Collected data entries
//! Data storage layer
//!
//! - `sqlite` - Transactional database holding users, groups and bindings
//! - `filters` - Request-to-SQL filter builder shared by list endpoints
//! - `types` - Row types returned by the repositories

pub mod filters;
pub mod sqlite;
pub mod types;

pub use sqlite::SqliteService;
pub use types::{GroupRow, UserGroupBindingRow, UserRow};
//! SQLite schema definitions
//!
//! Fresh databases get the complete schema at the current version; existing
//! databases are brought forward by the migrations in `migrations.rs`.

/// Current schema version
pub const SCHEMA_VERSION: i32 = 2;

/// Complete schema SQL
pub const SCHEMA: &str = r#"
-- =============================================================================
-- Infrastructure: Schema version tracking
-- =============================================================================
CREATE TABLE IF NOT EXISTS schema_version (
    id INTEGER PRIMARY KEY CHECK (id = 1),
    version INTEGER NOT NULL,
    applied_at INTEGER NOT NULL,
    description TEXT
);

CREATE TABLE IF NOT EXISTS schema_migrations (
    version INTEGER PRIMARY KEY,
    name TEXT NOT NULL,
    applied_at INTEGER NOT NULL,
    checksum TEXT NOT NULL,
    execution_time_ms INTEGER,
    success INTEGER NOT NULL DEFAULT 1
);

-- =============================================================================
-- 1. Users
-- =============================================================================
CREATE TABLE IF NOT EXISTS "user" (
    user_id TEXT PRIMARY KEY,
    username TEXT NOT NULL CHECK(length(username) >= 1 AND length(username) <= 255),
    email TEXT NOT NULL UNIQUE CHECK(length(email) >= 3),
    phone_number TEXT NOT NULL DEFAULT '',
    description TEXT NOT NULL DEFAULT '',
    password TEXT NOT NULL DEFAULT '',
    status TEXT NOT NULL DEFAULT 'active',
    create_time INTEGER NOT NULL,
    update_time INTEGER NOT NULL,
    status_time INTEGER NOT NULL
);

CREATE INDEX IF NOT EXISTS idx_user_username ON "user"(username);
CREATE INDEX IF NOT EXISTS idx_user_status ON "user"(status);
CREATE INDEX IF NOT EXISTS idx_user_create_time ON "user"(create_time);

-- =============================================================================
-- 2. Groups (tree: group_path is the dot-terminated chain of ancestor ids)
-- =============================================================================
CREATE TABLE IF NOT EXISTS "group" (
    group_id TEXT PRIMARY KEY,
    parent_group_id TEXT NOT NULL DEFAULT '',
    group_path TEXT NOT NULL,
    name TEXT NOT NULL CHECK(length(name) >= 1 AND length(name) <= 255),
    description TEXT NOT NULL DEFAULT '',
    status TEXT NOT NULL DEFAULT 'active',
    create_time INTEGER NOT NULL,
    update_time INTEGER NOT NULL,
    status_time INTEGER NOT NULL
);

CREATE INDEX IF NOT EXISTS idx_group_parent ON "group"(parent_group_id);
CREATE INDEX IF NOT EXISTS idx_group_create_time ON "group"(create_time);
CREATE INDEX IF NOT EXISTS idx_group_path ON "group"(group_path);

-- =============================================================================
-- 3. User-group bindings (references users + groups)
-- =============================================================================
CREATE TABLE IF NOT EXISTS user_group_binding (
    id TEXT PRIMARY KEY,
    user_id TEXT NOT NULL REFERENCES "user"(user_id) ON DELETE CASCADE,
    group_id TEXT NOT NULL REFERENCES "group"(group_id) ON DELETE CASCADE,
    create_time INTEGER NOT NULL,
    UNIQUE(user_id, group_id)
);

CREATE INDEX IF NOT EXISTS idx_binding_group ON user_group_binding(group_id);
"#;

/// v2: index the group path for root-group subtree filters
pub const MIGRATION_V2: &str = r#"CREATE INDEX IF NOT EXISTS idx_group_path ON "group"(group_path)"#;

▶ _EXERCISE REQUIREMENTS_
Repeat the entries above exactly, beginning at their first line and ending with the line that contains "pub mod sqlite;", with nothing added.

▶ _TASK OUTPUT_
//! Data storage layer
//!
//! - `sqlite` - Transactional database holding users, groups and bindings
//! - `filters` - Request-to-SQL filter builder shared by list endpoints
//! - `types` - Row types returned by the repositories

pub mod filters;
pub mod sqlite;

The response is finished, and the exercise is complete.